Although I am here in this meeting, my times in the Philippines seem like someone else’s times – an erotically-charged desperate time when I was there for awhile in the sixties, then there again briefly in the 70s, technically sober, for my marriage to Anne Ang from Quezon City, and just recently in the 80s there under false pretenses, pretending to be sympathetic to Marcos people I was out expose.
That last time I had been in the islands I had dealt sometimes with elite opposition figures who had stayed on, like Salvador Laurel, who pretty much owned the province of Batangas, which he ruled with largesse and with his own trigger-happy militia army. On other days I was with idealistic people, from the universities or the church or the arts, not all of whom supported the New People’s Army, which by now had a presence in every province in this thousand mile, heavily populated island chain. These last were the people who in the end made the most sense when Max Vanzi, a journalist friend who collaborated with me on the book, and I were back in Manila, moving fast between the various camps.
We needed two people for the project. Max might be somewhere with a wanted man from the NPA while I was interviewing the self-satisfied chief justice of the martial law Philippines supreme court, and we would meet late at night in a seedy bar or casino to compare notes. Towards the end of our time there I was getting telephone threats in the name of a frightening Marcos general.

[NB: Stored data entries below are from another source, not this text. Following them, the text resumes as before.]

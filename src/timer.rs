use tokio::sync::{broadcast, mpsc, watch};
use tokio::time::{sleep, Duration, Instant};

use crate::game::{RoomCommand, RoomEvent};
use crate::types::ServerMsg;

/// What the active schedule does when it fires.
#[derive(Debug, Clone, Copy, PartialEq, Eq)]
pub enum TimerKind {
    /// Ticking countdown: TIMER_UPDATE every second, TimerExpired at zero.
    Countdown,
    /// Silent hold: a single Advance command after the delay.
    Hold,
}

/// The one logical countdown a room owns. Arming replaces whatever was
/// scheduled before; stale wake-ups are discarded by the epoch counter.
pub struct RoomTimer {
    epoch: u64,
    deadline: Option<Instant>,
    kind: Option<TimerKind>,
    cancel: Option<watch::Sender<bool>>,
}

impl Default for RoomTimer {
    fn default() -> Self {
        Self::new()
    }
}

impl RoomTimer {
    pub fn new() -> Self {
        Self {
            epoch: 0,
            deadline: None,
            kind: None,
            cancel: None,
        }
    }

    pub fn epoch(&self) -> u64 {
        self.epoch
    }

    /// Whether a wake-up carrying `epoch` is still the scheduled one.
    pub fn is_current(&self, epoch: u64) -> bool {
        self.epoch == epoch && self.kind.is_some()
    }

    pub fn kind(&self) -> Option<TimerKind> {
        self.kind
    }

    /// Whole seconds left on the active schedule, rounded up.
    pub fn remaining(&self) -> Option<u64> {
        let deadline = self.deadline?;
        let now = Instant::now();
        if deadline <= now {
            return Some(0);
        }
        Some((deadline - now).as_secs_f64().ceil() as u64)
    }

    /// Start a ticking countdown of `secs`, replacing any active schedule.
    pub fn arm_countdown(
        &mut self,
        secs: u64,
        event_tx: &broadcast::Sender<RoomEvent>,
        cmd_tx: &mpsc::Sender<RoomCommand>,
    ) {
        self.invalidate();
        self.epoch += 1;
        let epoch = self.epoch;
        self.deadline = Some(Instant::now() + Duration::from_secs(secs));
        self.kind = Some(TimerKind::Countdown);

        let (cancel_tx, mut cancel_rx) = watch::channel(false);
        self.cancel = Some(cancel_tx);

        let event_tx = event_tx.clone();
        let cmd_tx = cmd_tx.clone();
        tokio::spawn(async move {
            let _ = event_tx.send(RoomEvent::Broadcast {
                msg: ServerMsg::TimerUpdate { remaining: secs },
            });
            if secs == 0 {
                let _ = cmd_tx.send(RoomCommand::TimerExpired { epoch }).await;
                return;
            }
            let mut remaining = secs;
            loop {
                tokio::select! {
                    _ = sleep(Duration::from_secs(1)) => {
                        remaining -= 1;
                        let _ = event_tx.send(RoomEvent::Broadcast {
                            msg: ServerMsg::TimerUpdate { remaining },
                        });
                        if remaining == 0 {
                            let _ = cmd_tx.send(RoomCommand::TimerExpired { epoch }).await;
                            return;
                        }
                    }
                    _ = cancel_rx.changed() => return,
                }
            }
        });
    }

    /// Schedule a silent Advance after `delay`, replacing any active
    /// schedule. Used for the presentation holds between phases.
    pub fn arm_hold(&mut self, delay: Duration, cmd_tx: &mpsc::Sender<RoomCommand>) {
        self.invalidate();
        self.epoch += 1;
        let epoch = self.epoch;
        self.deadline = Some(Instant::now() + delay);
        self.kind = Some(TimerKind::Hold);

        let cmd_tx = cmd_tx.clone();
        tokio::spawn(async move {
            sleep(delay).await;
            let _ = cmd_tx.send(RoomCommand::Advance { epoch }).await;
        });
    }

    /// Stop the active schedule without firing it.
    pub fn cancel(&mut self) {
        self.invalidate();
        self.epoch += 1;
    }

    /// Freeze the active schedule, returning its remaining seconds and kind.
    /// Returns None when nothing was scheduled.
    pub fn pause(&mut self) -> Option<(u64, TimerKind)> {
        let remaining = self.remaining()?;
        let kind = self.kind?;
        self.cancel();
        Some((remaining, kind))
    }

    /// Push the deadline of a running countdown forward by `extra` seconds.
    /// Returns the new remaining time, or None when no countdown is active.
    pub fn extend(
        &mut self,
        extra: u64,
        event_tx: &broadcast::Sender<RoomEvent>,
        cmd_tx: &mpsc::Sender<RoomCommand>,
    ) -> Option<u64> {
        if self.kind != Some(TimerKind::Countdown) {
            return None;
        }
        let remaining = self.remaining()?;
        let new_remaining = remaining + extra;
        self.arm_countdown(new_remaining, event_tx, cmd_tx);
        Some(new_remaining)
    }

    fn invalidate(&mut self) {
        if let Some(cancel) = self.cancel.take() {
            let _ = cancel.send(true);
        }
        self.deadline = None;
        self.kind = None;
    }
}
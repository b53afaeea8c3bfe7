//! Launch sequence: parse, synthesize, stage, hand off

use crate::config::{ConfigError, FluentBitConfig};
use crate::environment::{
    synthesize, vars, EnvError, EnvStore, MemoryEnv, EXPORTER_FALLBACK_WARNING,
};
use crate::runtime::process::{
    resolve_executable, shutdown_requested, ManagedProcess, ProcessConfig, ProcessError,
};
use crate::staging::s3::S3Client;
use crate::staging::{
    ObjectStore, ObjectStoreError, ReferenceError, ResourceStager, StageError, StagedPath,
    DEFAULT_STAGING_DIR,
};
use indexmap::IndexMap;
use std::path::PathBuf;
use std::process::ExitStatus;
use std::time::Duration;
use tokio::sync::watch;

/// Launcher configuration
#[derive(Debug, Clone)]
pub struct LauncherConfig {
    /// Fluent Bit configuration file
    pub fluent_bit_config: PathBuf,
    /// Rotel executable
    pub rotel_path: PathBuf,
    /// Arguments passed to Rotel
    pub rotel_args: Vec<String>,
    /// Directory log processors are downloaded into
    pub staging_dir: PathBuf,
    /// Grace period for Rotel to exit after a forwarded shutdown
    pub shutdown_timeout: Duration,
}

impl Default for LauncherConfig {
    fn default() -> Self {
        Self {
            fluent_bit_config: PathBuf::new(),
            rotel_path: PathBuf::new(),
            rotel_args: vec!["start".to_string()],
            staging_dir: PathBuf::from(DEFAULT_STAGING_DIR),
            shutdown_timeout: Duration::from_secs(5),
        }
    }
}

impl LauncherConfig {
    pub fn new(fluent_bit_config: impl Into<PathBuf>, rotel_path: impl Into<PathBuf>) -> Self {
        Self {
            fluent_bit_config: fluent_bit_config.into(),
            rotel_path: rotel_path.into(),
            ..Default::default()
        }
    }
}

/// Launch plan for dry-run mode
#[derive(Debug)]
pub struct LaunchPlan {
    /// Rotel executable as given
    pub executable: PathBuf,
    pub args: Vec<String>,
    /// Variables the launcher would set, in write order
    pub env: IndexMap<String, String>,
    /// Log processors that would be downloaded
    pub staging: Vec<StagedPath>,
}

/// Runs the launch sequence
#[derive(Debug, Clone)]
pub struct Launcher {
    config: LauncherConfig,
}

impl Launcher {
    pub fn new(config: LauncherConfig) -> Self {
        Self { config }
    }

    pub fn config(&self) -> &LauncherConfig {
        &self.config
    }

    /// Parse the Fluent Bit config, write the Rotel environment into `env` and
    /// stage the log processors listed in `S3_OTLP_LOG_PROCESSORS`.
    ///
    /// `connect` is only called when there is something to download.
    pub async fn prepare<E, S, F>(&self, env: &mut E, connect: F) -> Result<(), LaunchError>
    where
        E: EnvStore + ?Sized,
        S: ObjectStore,
        F: FnOnce() -> Result<S, ObjectStoreError>,
    {
        log::info!(
            "Parsing Fluent Bit config: {}",
            self.config.fluent_bit_config.display()
        );
        let fluent_bit = FluentBitConfig::from_file(&self.config.fluent_bit_config)?;
        log::debug!("Parsed Fluent Bit config: {:?}", fluent_bit);

        let synthesis = synthesize(&fluent_bit, env)?;
        if synthesis.exporter_fallback {
            // Shown at every log level
            println!("WARN: {}", EXPORTER_FALLBACK_WARNING);
        }

        let references = env.get(vars::S3_OTLP_LOG_PROCESSORS).unwrap_or_default();
        let stager = ResourceStager::new(&self.config.staging_dir);
        let staged = stager.stage(&references, connect).await?;

        if !staged.is_empty() {
            let paths = staged
                .iter()
                .map(|p| p.display().to_string())
                .collect::<Vec<_>>()
                .join(",");
            env.set(vars::OTLP_WITH_LOGS_PROCESSOR, &paths)?;
            log::info!("Set {}={}", vars::OTLP_WITH_LOGS_PROCESSOR, paths);
        }

        Ok(())
    }

    /// Launch Rotel against the current process environment and S3.
    ///
    /// The process environment is only read; Rotel receives the synthesized
    /// variables on top of it.
    pub async fn run(&self, shutdown_rx: watch::Receiver<()>) -> Result<ExitStatus, LaunchError> {
        let ambient = MemoryEnv::from_process();
        self.launch(
            ambient.clone(),
            || S3Client::from_env_store(&ambient),
            shutdown_rx,
        )
        .await
    }

    /// Prepare `env`, then run Rotel with every assignment made to it until
    /// Rotel exits.
    ///
    /// A notification on `shutdown_rx` before Rotel is spawned aborts with
    /// [`LaunchError::Interrupted`]. Afterwards it is forwarded to Rotel.
    pub async fn launch<S, F>(
        &self,
        mut env: MemoryEnv,
        connect: F,
        mut shutdown_rx: watch::Receiver<()>,
    ) -> Result<ExitStatus, LaunchError>
    where
        S: ObjectStore,
        F: FnOnce() -> Result<S, ObjectStoreError>,
    {
        tokio::select! {
            biased;
            _ = shutdown_requested(&mut shutdown_rx) => {
                log::info!("Shutdown requested before rotel started");
                return Err(LaunchError::Interrupted);
            }
            prepared = self.prepare(&mut env, connect) => prepared?,
        }

        let executable = resolve_executable(&self.config.rotel_path)?;
        if shutdown_rx.has_changed().unwrap_or(false) {
            return Err(LaunchError::Interrupted);
        }

        let process = ManagedProcess::start(ProcessConfig {
            name: "rotel".to_string(),
            executable,
            args: self.config.rotel_args.clone(),
            env: env.assignments().clone(),
            shutdown_timeout: self.config.shutdown_timeout,
        })?;

        Ok(process.wait(shutdown_rx).await?)
    }

    /// Work out what [`Launcher::run`] would do without writing, downloading
    /// or spawning anything.
    pub fn plan(&self) -> Result<LaunchPlan, LaunchError> {
        let fluent_bit = FluentBitConfig::from_file(&self.config.fluent_bit_config)?;

        let mut env = MemoryEnv::from_process();
        synthesize(&fluent_bit, &mut env)?;

        let references = env.get(vars::S3_OTLP_LOG_PROCESSORS).unwrap_or_default();
        let staging = ResourceStager::new(&self.config.staging_dir).plan(&references)?;

        if !staging.is_empty() {
            let paths = staging
                .iter()
                .map(|s| s.destination.display().to_string())
                .collect::<Vec<_>>()
                .join(",");
            env.set(vars::OTLP_WITH_LOGS_PROCESSOR, &paths)?;
        }

        Ok(LaunchPlan {
            executable: self.config.rotel_path.clone(),
            args: self.config.rotel_args.clone(),
            env: env.assignments().clone(),
            staging,
        })
    }
}

/// Errors that can occur during launch
#[derive(Debug, thiserror::Error)]
pub enum LaunchError {
    #[error("failed to parse Fluent Bit config: {0}")]
    Config(#[from] ConfigError),

    #[error("failed to set environment variables: {0}")]
    Environment(#[from] EnvError),

    #[error("failed to download S3 log processors: {0}")]
    Staging(#[from] StageError),

    #[error("invalid S3 log processor list: {0}")]
    Plan(#[from] ReferenceError),

    #[error("failed to execute rotel: {0}")]
    Process(#[from] ProcessError),

    #[error("shutdown requested before rotel started")]
    Interrupted,
}

/// Display the launch plan in a human-readable format
impl std::fmt::Display for LaunchPlan {
    fn fmt(&self, f: &mut std::fmt::Formatter<'_>) -> std::fmt::Result {
        writeln!(f, "Launch Plan")?;
        writeln!(f, "===========")?;
        writeln!(f)?;
        writeln!(
            f,
            "Command: {} {}",
            self.executable.display(),
            self.args.join(" ")
        )?;

        if !self.env.is_empty() {
            writeln!(f)?;
            writeln!(f, "Environment:")?;
            for (key, value) in &self.env {
                writeln!(f, "  {}={}", key, value)?;
            }
        }

        if !self.staging.is_empty() {
            writeln!(f)?;
            writeln!(f, "Log processors:")?;
            for staged in &self.staging {
                writeln!(
                    f,
                    "  {}. {} -> {}",
                    staged.position,
                    staged.reference,
                    staged.destination.display()
                )?;
            }
        }

        Ok(())
    }
}
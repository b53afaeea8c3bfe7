//! Staging of remote log processors

mod reference;
pub mod s3;
mod stager;
mod store;

pub use reference::*;
pub use stager::*;
pub use store::*;
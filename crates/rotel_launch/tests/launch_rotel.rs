//! Runs the full launcher against a stub collector script.
//!
//! The test seeds the real process environment, so it lives in its own test
//! binary with a single test.

#![cfg(unix)]

use rotel_launch::{exit_code, LaunchError, Launcher, LauncherConfig};
use std::os::unix::fs::PermissionsExt;
use tokio::sync::watch;

#[tokio::test]
async fn test_run_hands_off_to_collector() {
    let dir = tempfile::tempdir().unwrap();

    let config_path = dir.path().join("fluent-bit.conf");
    std::fs::write(
        &config_path,
        "[INPUT]\n    Name forward\n    Listen 0.0.0.0\n    Port 24224\n\
         [FILTER]\n    Name record_modifier\n    Record team observability\n",
    )
    .unwrap();

    let output = dir.path().join("collector.out");
    let script = dir.path().join("rotel");
    std::fs::write(
        &script,
        format!(
            "#!/bin/sh\n\
             echo \"args=$*\" > {out}\n\
             echo \"endpoint=$ROTEL_FLUENT_RECEIVER_ENDPOINT\" >> {out}\n\
             echo \"attributes=$ROTEL_OTEL_RESOURCE_ATTRIBUTES\" >> {out}\n\
             echo \"receivers=$ROTEL_RECEIVERS\" >> {out}\n\
             echo \"exporter=$ROTEL_EXPORTER\" >> {out}\n\
             echo \"ambient=$LAUNCH_TEST_AMBIENT\" >> {out}\n\
             exit 7\n",
            out = output.display()
        ),
    )
    .unwrap();
    std::fs::set_permissions(&script, std::fs::Permissions::from_mode(0o755)).unwrap();

    std::env::remove_var("S3_OTLP_LOG_PROCESSORS");
    std::env::remove_var("ROTEL_RECEIVERS");
    std::env::remove_var("ROTEL_FLUENT_RECEIVER_ENDPOINT");
    std::env::remove_var("ROTEL_EXPORTER");
    std::env::remove_var("ROTEL_EXPORTERS");
    std::env::set_var("ROTEL_OTLP_EXPORTER_ENDPOINT", "http://localhost:4317");
    std::env::set_var("ROTEL_OTEL_RESOURCE_ATTRIBUTES", "team=platform");
    std::env::set_var("LAUNCH_TEST_AMBIENT", "kept");

    let (_shutdown_tx, shutdown_rx) = watch::channel(());

    // Missing executable fails before anything is spawned
    let missing = Launcher::new(LauncherConfig::new(&config_path, dir.path().join("absent")));
    let err = missing.run(shutdown_rx.clone()).await.unwrap_err();
    assert!(matches!(err, LaunchError::Process(_)));
    assert!(err.to_string().contains("absent"));
    assert!(!output.exists());

    let launcher = Launcher::new(LauncherConfig::new(&config_path, &script));
    let status = launcher.run(shutdown_rx).await.unwrap();
    assert_eq!(exit_code(&status), 7);

    let written = std::fs::read_to_string(&output).unwrap();
    let lines: Vec<&str> = written.lines().collect();
    assert_eq!(
        lines,
        vec![
            "args=start",
            "endpoint=0.0.0.0:24224",
            "attributes=team=observability,team=platform",
            "receivers=fluent,otlp",
            "exporter=",
            "ambient=kept",
        ]
    );

    // Only the child saw the synthesized variables
    assert_eq!(
        std::env::var("ROTEL_OTEL_RESOURCE_ATTRIBUTES").as_deref(),
        Ok("team=platform")
    );
    assert!(std::env::var("ROTEL_RECEIVERS").is_err());
    assert!(std::env::var("ROTEL_FLUENT_RECEIVER_ENDPOINT").is_err());
}
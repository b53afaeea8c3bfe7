//! `s3://bucket/key` references

use std::fmt;

const S3_SCHEME: &str = "s3://";

/// A parsed S3 object reference
#[derive(Debug, Clone, PartialEq, Eq)]
pub struct S3Reference {
    pub bucket: String,
    pub key: String,
}

impl S3Reference {
    /// Parse `s3://bucket/path/to/object`
    pub fn parse(reference: &str) -> Result<Self, ReferenceError> {
        let path = reference
            .strip_prefix(S3_SCHEME)
            .ok_or_else(|| ReferenceError::MissingScheme(reference.to_string()))?;

        let (bucket, key) = path
            .split_once('/')
            .ok_or_else(|| ReferenceError::MissingKey(reference.to_string()))?;

        if bucket.is_empty() {
            return Err(ReferenceError::MissingBucket(reference.to_string()));
        }
        if key.trim_matches('/').is_empty() {
            return Err(ReferenceError::MissingKey(reference.to_string()));
        }

        Ok(Self {
            bucket: bucket.to_string(),
            key: key.to_string(),
        })
    }

    /// Last path segment of the key
    pub fn basename(&self) -> &str {
        self.key
            .trim_end_matches('/')
            .rsplit('/')
            .next()
            .unwrap_or(&self.key)
    }
}

impl fmt::Display for S3Reference {
    fn fmt(&self, f: &mut fmt::Formatter<'_>) -> fmt::Result {
        write!(f, "{}{}/{}", S3_SCHEME, self.bucket, self.key)
    }
}

/// Non-blank entries of a comma-separated reference list, numbered from 1
pub fn split_references(references: &str) -> Vec<(usize, &str)> {
    references
        .split(',')
        .map(str::trim)
        .filter(|r| !r.is_empty())
        .enumerate()
        .map(|(i, r)| (i + 1, r))
        .collect()
}

/// Local file name for the object staged at `position`
pub fn staged_file_name(position: usize, reference: &S3Reference) -> String {
    format!("{:02}_{}", position, reference.basename())
}

/// Errors for malformed S3 references
#[derive(Debug, thiserror::Error)]
pub enum ReferenceError {
    #[error("invalid S3 path (must start with s3://): {0}")]
    MissingScheme(String),

    #[error("S3 path missing bucket: {0}")]
    MissingBucket(String),

    #[error("S3 path missing key: {0}")]
    MissingKey(String),
}

#[cfg(test)]
mod tests {
    use super::*;

    #[test]
    fn test_parse_reference() {
        let r = S3Reference::parse("s3://my-bucket/processors/parse_json.py").unwrap();
        assert_eq!(r.bucket, "my-bucket");
        assert_eq!(r.key, "processors/parse_json.py");
        assert_eq!(r.basename(), "parse_json.py");
        assert_eq!(r.to_string(), "s3://my-bucket/processors/parse_json.py");
    }

    #[test]
    fn test_parse_reference_errors() {
        assert!(matches!(
            S3Reference::parse("https://bucket/key"),
            Err(ReferenceError::MissingScheme(_))
        ));
        assert!(matches!(
            S3Reference::parse("s3://bucket"),
            Err(ReferenceError::MissingKey(_))
        ));
        assert!(matches!(
            S3Reference::parse("s3://bucket/"),
            Err(ReferenceError::MissingKey(_))
        ));
        assert!(matches!(
            S3Reference::parse("s3:///key"),
            Err(ReferenceError::MissingBucket(_))
        ));
    }

    #[test]
    fn test_basename_with_trailing_slash() {
        let r = S3Reference::parse("s3://bucket/dir/file.py/").unwrap();
        assert_eq!(r.basename(), "file.py");

        let r = S3Reference::parse("s3://bucket/top.py").unwrap();
        assert_eq!(r.basename(), "top.py");
    }

    #[test]
    fn test_split_skips_blank_entries() {
        let refs = split_references(" s3://a/x.py , ,,s3://b/y.py ");
        assert_eq!(refs, vec![(1, "s3://a/x.py"), (2, "s3://b/y.py")]);
        assert!(split_references("").is_empty());
        assert!(split_references(" , ").is_empty());
    }

    #[test]
    fn test_staged_file_name() {
        let r = S3Reference::parse("s3://bucket/a/b/proc.py").unwrap();
        assert_eq!(staged_file_name(3, &r), "03_proc.py");
        assert_eq!(staged_file_name(12, &r), "12_proc.py");
    }
}
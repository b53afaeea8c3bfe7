//! Download remote log processors into a local directory

use crate::staging::reference::{split_references, staged_file_name, ReferenceError, S3Reference};
use crate::staging::store::{ObjectStore, ObjectStoreError};
use futures::StreamExt;
use std::path::{Path, PathBuf};
use tokio::io::AsyncWriteExt;

/// Directory log processors are staged into
pub const DEFAULT_STAGING_DIR: &str = "/tmp/log_processors";

/// A reference and the local path it will be written to
#[derive(Debug, Clone, PartialEq, Eq)]
pub struct StagedPath {
    pub position: usize,
    pub reference: S3Reference,
    pub destination: PathBuf,
}

/// Fetches object references into a staging directory
#[derive(Debug, Clone)]
pub struct ResourceStager {
    staging_dir: PathBuf,
}

impl Default for ResourceStager {
    fn default() -> Self {
        Self::new(DEFAULT_STAGING_DIR)
    }
}

impl ResourceStager {
    pub fn new(staging_dir: impl Into<PathBuf>) -> Self {
        Self {
            staging_dir: staging_dir.into(),
        }
    }

    pub fn staging_dir(&self) -> &Path {
        &self.staging_dir
    }

    /// Resolve destinations without fetching anything.
    ///
    /// Stops at the first malformed reference.
    pub fn plan(&self, references: &str) -> Result<Vec<StagedPath>, ReferenceError> {
        split_references(references)
            .into_iter()
            .map(|(position, raw)| {
                let reference = S3Reference::parse(raw)?;
                let destination = self
                    .staging_dir
                    .join(staged_file_name(position, &reference));
                Ok(StagedPath {
                    position,
                    reference,
                    destination,
                })
            })
            .collect()
    }

    /// Download every reference in `references` (comma-separated), in order.
    ///
    /// Returns the local paths in reference order. An empty list does not
    /// touch the filesystem and never calls `connect`. The first failure
    /// aborts staging; files already written are left in place.
    pub async fn stage<S, F>(&self, references: &str, connect: F) -> Result<Vec<PathBuf>, StageError>
    where
        S: ObjectStore,
        F: FnOnce() -> Result<S, ObjectStoreError>,
    {
        let entries = split_references(references);
        if entries.is_empty() {
            return Ok(Vec::new());
        }

        tokio::fs::create_dir_all(&self.staging_dir)
            .await
            .map_err(|e| StageError::CreateDir {
                path: self.staging_dir.display().to_string(),
                source: e,
            })?;

        let store = connect().map_err(StageError::Connect)?;

        let mut staged = Vec::with_capacity(entries.len());
        for (position, raw) in entries {
            let reference = S3Reference::parse(raw)?;
            let destination = self
                .staging_dir
                .join(staged_file_name(position, &reference));

            log::info!("Downloading S3 object {} to {}", reference, destination.display());
            download(&store, &reference, &destination).await?;

            staged.push(destination);
        }

        Ok(staged)
    }
}

async fn download<S: ObjectStore>(
    store: &S,
    reference: &S3Reference,
    destination: &Path,
) -> Result<(), StageError> {
    let fetch_error = |source| StageError::Fetch {
        bucket: reference.bucket.clone(),
        key: reference.key.clone(),
        source,
    };
    let write_error = |source| StageError::Write {
        path: destination.display().to_string(),
        source,
    };

    let mut body = store
        .get_object(&reference.bucket, &reference.key)
        .await
        .map_err(fetch_error)?;

    let mut file = tokio::fs::File::create(destination)
        .await
        .map_err(write_error)?;

    let mut written = 0usize;
    while let Some(chunk) = body.next().await {
        let chunk = chunk.map_err(fetch_error)?;
        file.write_all(&chunk).await.map_err(write_error)?;
        written += chunk.len();
    }
    file.flush().await.map_err(write_error)?;

    log::debug!("Wrote {} bytes to {}", written, destination.display());
    Ok(())
}

/// Errors that can occur while staging log processors
#[derive(Debug, thiserror::Error)]
pub enum StageError {
    #[error("failed to create log processor directory '{path}': {source}")]
    CreateDir {
        path: String,
        #[source]
        source: std::io::Error,
    },

    #[error("failed to initialize S3 client: {0}")]
    Connect(#[source] ObjectStoreError),

    #[error("failed to parse S3 path: {0}")]
    Reference(#[from] ReferenceError),

    #[error("failed to download s3://{bucket}/{key}: {source}")]
    Fetch {
        bucket: String,
        key: String,
        #[source]
        source: ObjectStoreError,
    },

    #[error("failed to write file {path}: {source}")]
    Write {
        path: String,
        #[source]
        source: std::io::Error,
    },
}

And soon afterwards, Max went along on a commercial flight from California taking Aquino back from exile. The plane landed and taxied to a far off place on the tarmac. Two plain clothes tough guys boarded, and pulled Aquino off the plane. Down on the tarmac they shot our friend in the back of the head. And I, working on the book in San Francisco, was again receiving death threats.
But all of that seems very long ago in this time of personal chance. The Philippine situation, the subject of this night’s meeting, seems to have little to do with my life – not my business – though it had just been the subject my last big writing project as the book author I wanted to be.
Not long after the night I was interviewed about Marcos’s last days, his defense minister and the head of his brutal national police force defected and holed up in a military post on the outskirts of Manila. To support and protect them, many different sorts of people poured into the streets surrounding the military post. The local press labeled it the People Power Revolution, though some observers noted that many of the participants had driven or been driven to the big demonstration in their BMWs and Mercedes.
Army and marine units were sent in, but when the soldiers saw the size of the crowds they refused to shoot. And then Marcos fled to exile in Hawaii. And right afterwards people were racing through the presidential mansion like the mobs that stormed the Bastille. The press reported with glee that inside the mansion the crowds found that Imelda had thousands of pairs of stylish shoes, as if that were the worst thing she had done in the time that so many people in the islands were being terrorized by the Marcoses. To me, the most interesting part was that in the mansion there were several copies of our anti-Marcos, anti-Reagan book.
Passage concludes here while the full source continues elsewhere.